Cinq filles, zéro garçon: la couverture parlementaire de la télévision romande a changé de sexe. Le Parlement, lui, reste massivement dominé par les hommes.
«Est-ce que nous donnons une image plus glamour de la politique? C’est possible, mais ce n’est certainement pas notre but. Le plus important reste la clarté des informations», dit Judith Mayencourt.
A Berne, pas moins de cinq femmes ont pour mission de raconter au téléspectateur romand le coeur de la politique suisse. Le dernier mâle à ce poste, Alain Rebetez, a quitté le palais il y a un an, et depuis son départ, le bureau a pris des airs de véritable gynécée fédéral. «On n’échappe pas aux remarques ironiques, dit Varuna Singh. Il y a toujours des parlementaires qui se veulent charmants et qui nous disent à quel point c’est agréable de venir dans notre bureau.»
Il est vrai qu’avec une représentation féminine de seulement 23%, le Parlement suisse reste très mal noté en matière d’égalité des sexes — loin derrière des pays comme le Costa Rica (35%), le Mozambique (30%) ou même le Turkménistan (26%). Et le tableau n’est guère plus reluisant du côté des journalistes en poste à Berne puisqu’on y retrouve, tous médias confondus, la même petite proportion de 23% de femmes.
«Si la TSR fait figure d’heureuse exception, c’est certainement dû à sa convention collective, qui parle beaucoup plus d’égalité homme-femme que les conventions de la presse écrite», estime l’ancien correspondant Georges Plomb. «La possibilité de travailler à temps partiel a aussi joué un rôle important», ajoute Varuna Singh. Ce souci d’équilibre se reflète également dans l’organigramme de la chaîne, où l’on découvre même un poste de délégué à l’égalité. «Cela dit, les compétences politiques ont toujours constitué notre priorité lors de l’engagement», note Christophe Chaudet, rédacteur en chef adjoint.

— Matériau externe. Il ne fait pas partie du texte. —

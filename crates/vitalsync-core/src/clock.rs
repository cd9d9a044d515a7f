//! Wall-clock abstraction.
//!
//! Components that gate on elapsed time or calendar days read "now" from an
//! injected [`Clock`] so rollover and interval logic can be driven by tests.

use std::sync::{Mutex, PoisonError};

use chrono::{DateTime, Duration, Utc};

pub trait Clock: Send + Sync {
    fn now(&self) -> DateTime<Utc>;
}

/// The system wall clock.
#[derive(Debug, Default, Clone, Copy)]
pub struct SystemClock;

impl Clock for SystemClock {
    fn now(&self) -> DateTime<Utc> {
        Utc::now()
    }
}

/// A clock that only moves when told to.
#[derive(Debug)]
pub struct ManualClock {
    now: Mutex<DateTime<Utc>>,
}

impl ManualClock {
    pub fn new(start: DateTime<Utc>) -> Self {
        Self {
            now: Mutex::new(start),
        }
    }

    pub fn set(&self, instant: DateTime<Utc>) {
        *self.now.lock().unwrap_or_else(PoisonError::into_inner) = instant;
    }

    pub fn advance(&self, by: Duration) {
        let mut now = self.now.lock().unwrap_or_else(PoisonError::into_inner);
        *now += by;
    }
}

impl Clock for ManualClock {
    fn now(&self) -> DateTime<Utc> {
        *self.now.lock().unwrap_or_else(PoisonError::into_inner)
    }
}

#[cfg(test)]
mod tests {
    use super::*;
    use chrono::TimeZone;

    #[test]
    fn manual_clock_moves_only_when_told() {
        let start = Utc.with_ymd_and_hms(2024, 1, 1, 12, 0, 0).unwrap();
        let clock = ManualClock::new(start);
        assert_eq!(clock.now(), start);

        clock.advance(Duration::hours(6));
        assert_eq!(clock.now(), start + Duration::hours(6));

        clock.set(start);
        assert_eq!(clock.now(), start);
    }
}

«Quand je suis arrivée en mai 2000, j’étais la seule femme du bureau, raconte Anne Markwalder. Je n’ai jamais ressenti de misogynie, ni de condescendance, mais j’ai entendu des politiciens dire que ce n’était pas possible qu’une rédaction parlementaire soit à 100% féminine.» Au point que l’été dernier, lorsqu’un poste à Berne s’est libéré, la TSR a publié une offre d’emploi précisant qu’«à compétences égales, priorité serait donnée à une candidature masculine»… Mais là encore, c’est une femme qui a été choisie.

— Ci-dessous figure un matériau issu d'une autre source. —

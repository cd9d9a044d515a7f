use clap::Subcommand;
use vitalsync_core::TriggerOutcome;

use crate::context::{AppContext, CliResult};

#[derive(Subcommand)]
pub enum AutoSyncAction {
    /// Allow unattended syncs
    Enable,
    /// Stop unattended syncs
    Disable,
    /// Run an unattended sync if one is due
    Trigger {
        /// Ignore the minimum interval since the last attempt
        #[arg(long)]
        force: bool,
    },
}

pub async fn run(action: AutoSyncAction) -> CliResult {
    let ctx = AppContext::load()?;
    let scheduler = ctx.scheduler();

    match action {
        AutoSyncAction::Enable => {
            scheduler.set_enabled(true)?;
            println!("auto-sync enabled");
        }
        AutoSyncAction::Disable => {
            scheduler.set_enabled(false)?;
            println!("auto-sync disabled");
        }
        AutoSyncAction::Trigger { force } => match scheduler.trigger(force) {
            TriggerOutcome::Started(task) => {
                task.await?;
                let state = scheduler.state();
                match state.last_error {
                    Some(error) => println!("auto-sync failed: {error}"),
                    None => println!("auto-sync completed"),
                }
            }
            TriggerOutcome::AlreadyRunning => println!("auto-sync already running"),
            TriggerOutcome::Disabled => println!("auto-sync is disabled"),
            TriggerOutcome::TooSoon { next_eligible_at } => {
                println!(
                    "auto-sync skipped, next eligible at {}",
                    ctx.codec.iso_string(next_eligible_at)
                );
            }
            TriggerOutcome::InvalidWindow => {
                return Err("auto_sync.window_days reaches past the supported date range".into());
            }
        },
    }
    Ok(())
}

La loi des séries? «Il faut savoir que les journalistes qui veulent venir faire ce boulot à Berne ne sont pas légion», lâche Anne Markwalder. «Et quand un secteur se dévalorise, on sait qu’il a tendance à se féminiser», ajoute Eliane Ballif, productrice de l’ensemble des programmes spéciaux liés aux élections nationales. «Toutes ces émissions spéciales, de même que les deux grands débats, seront d’ailleurs entièrement produits et présentés par des femmes», annonce-t-elle.

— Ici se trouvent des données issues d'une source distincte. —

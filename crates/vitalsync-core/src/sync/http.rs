//! HTTP implementation of [`RemoteStore`].

use std::time::Duration;

use async_trait::async_trait;
use chrono::NaiveDate;
use reqwest::{Client, RequestBuilder};
use serde::de::DeserializeOwned;
use serde::Deserialize;
use url::Url;

use super::remote::{DeviceSummary, PlanSummary, RemoteStore, SyncRecord, TrendSummary, UserProfile};
use super::types::{SyncError, UploadResult};
use crate::date_codec::DateCodec;
use crate::error::ConfigError;
use crate::storage::RemoteConfig;

/// Remote store speaking the backend's JSON API.
#[derive(Debug, Clone)]
pub struct HttpRemoteStore {
    client: Client,
    base_url: Url,
    api_token: Option<String>,
    upload_timeout: Duration,
    request_timeout: Duration,
}

#[derive(Deserialize)]
struct HistoryResponse {
    #[serde(default)]
    syncs: Vec<SyncRecord>,
}

impl HttpRemoteStore {
    /// Build a store from the `[remote]` config section.
    ///
    /// # Errors
    /// Returns an error if `base_url` is not an absolute http(s) URL.
    pub fn from_config(config: &RemoteConfig) -> Result<Self, ConfigError> {
        let base_url = Url::parse(&config.base_url).map_err(|e| ConfigError::InvalidValue {
            key: "remote.base_url".into(),
            message: e.to_string(),
        })?;
        if base_url.cannot_be_a_base() || !matches!(base_url.scheme(), "http" | "https") {
            return Err(ConfigError::InvalidValue {
                key: "remote.base_url".into(),
                message: format!("not an http(s) base URL: {base_url}"),
            });
        }

        Ok(Self {
            client: Client::new(),
            base_url,
            api_token: config.api_token.clone().filter(|t| !t.is_empty()),
            upload_timeout: Duration::from_secs(config.upload_timeout_secs),
            request_timeout: Duration::from_secs(config.request_timeout_secs),
        })
    }

    pub fn base_url(&self) -> &Url {
        &self.base_url
    }

    fn endpoint(&self, segments: &[&str]) -> Url {
        let mut url = self.base_url.clone();
        if let Ok(mut path) = url.path_segments_mut() {
            path.pop_if_empty().extend(segments);
        }
        url
    }

    fn authorized(&self, request: RequestBuilder) -> RequestBuilder {
        match &self.api_token {
            Some(token) => request.bearer_auth(token),
            None => request,
        }
    }

    async fn get_json<T: DeserializeOwned>(&self, url: Url) -> Result<T, SyncError> {
        let request = self.authorized(self.client.get(url).timeout(self.request_timeout));
        let text = send(request).await?;
        decode(&text)
    }
}

/// Send `request`, turning transport failures and non-2xx replies into errors.
async fn send(request: RequestBuilder) -> Result<String, SyncError> {
    let response = request
        .send()
        .await
        .map_err(|e| SyncError::NetworkError(e.to_string()))?;

    let status = response.status();
    let text = response
        .text()
        .await
        .map_err(|e| SyncError::NetworkError(e.to_string()))?;

    if !status.is_success() {
        return Err(SyncError::ServerError {
            status: status.as_u16(),
            message: error_detail(&text),
        });
    }
    Ok(text)
}

fn decode<T: DeserializeOwned>(text: &str) -> Result<T, SyncError> {
    serde_json::from_str(text).map_err(|e| SyncError::DecodingFailed(e.to_string()))
}

/// The server's `detail` message when present, otherwise the raw body.
fn error_detail(body: &str) -> String {
    let detail = serde_json::from_str::<serde_json::Value>(body)
        .ok()
        .and_then(|v| v.get("detail").cloned());
    match detail {
        Some(serde_json::Value::String(message)) => message,
        Some(other) => other.to_string(),
        None => body.trim().to_string(),
    }
}

#[async_trait]
impl RemoteStore for HttpRemoteStore {
    async fn upload(&self, body: Vec<u8>) -> Result<UploadResult, SyncError> {
        let url = self.endpoint(&["api", "healthkit", "sync"]);
        tracing::debug!(%url, bytes = body.len(), "uploading batch");
        let request = self.authorized(
            self.client
                .post(url)
                .timeout(self.upload_timeout)
                .header(reqwest::header::CONTENT_TYPE, "application/json")
                .body(body),
        );
        let text = send(request).await?;
        decode(&text)
    }

    async fn fetch_trend(
        &self,
        device_id: &str,
        start: NaiveDate,
        end: NaiveDate,
    ) -> Result<TrendSummary, SyncError> {
        let mut url = self.endpoint(&["api", "lifestyle", "summary", device_id]);
        url.query_pairs_mut()
            .append_pair("start", &DateCodec::format_day(start))
            .append_pair("end", &DateCodec::format_day(end));
        self.get_json(url).await
    }

    async fn me(&self) -> Result<UserProfile, SyncError> {
        self.get_json(self.endpoint(&["api", "auth", "me"])).await
    }

    async fn exercise_plan(&self, user_id: &str) -> Result<Option<PlanSummary>, SyncError> {
        match self
            .get_json(self.endpoint(&["api", "plans", "exercise", user_id]))
            .await
        {
            Ok(plan) => Ok(Some(plan)),
            Err(SyncError::ServerError { status: 404, .. }) => Ok(None),
            Err(e) => Err(e),
        }
    }

    async fn sync_history(&self, device_id: &str) -> Result<Vec<SyncRecord>, SyncError> {
        let response: HistoryResponse = self
            .get_json(self.endpoint(&["api", "healthkit", "history", device_id]))
            .await?;
        Ok(response.syncs)
    }

    async fn device_summary(&self, device_id: &str) -> Result<DeviceSummary, SyncError> {
        self.get_json(self.endpoint(&["api", "healthkit", "summary", device_id]))
            .await
    }
}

Mis à part quelques remarques attendues («un regard peut-être plus sensible», «peut-être plus humain»), la plupart des «nanas de la TSR», comme dit Varuna Singh, estiment que leur manière de couvrir l’actualité fédérale ne diffère pas radicalement de celle de leurs confrères. La seule nuance tient aux remarques parfois perfides entendues en coulisses. «Quand mon rouge à lèvre vire au fuchsia à l’écran à cause du bluebox, je peux être sûre qu’une de mes consoeurs va me faire une remarque après coup!», plaisante Judith Mayencourt.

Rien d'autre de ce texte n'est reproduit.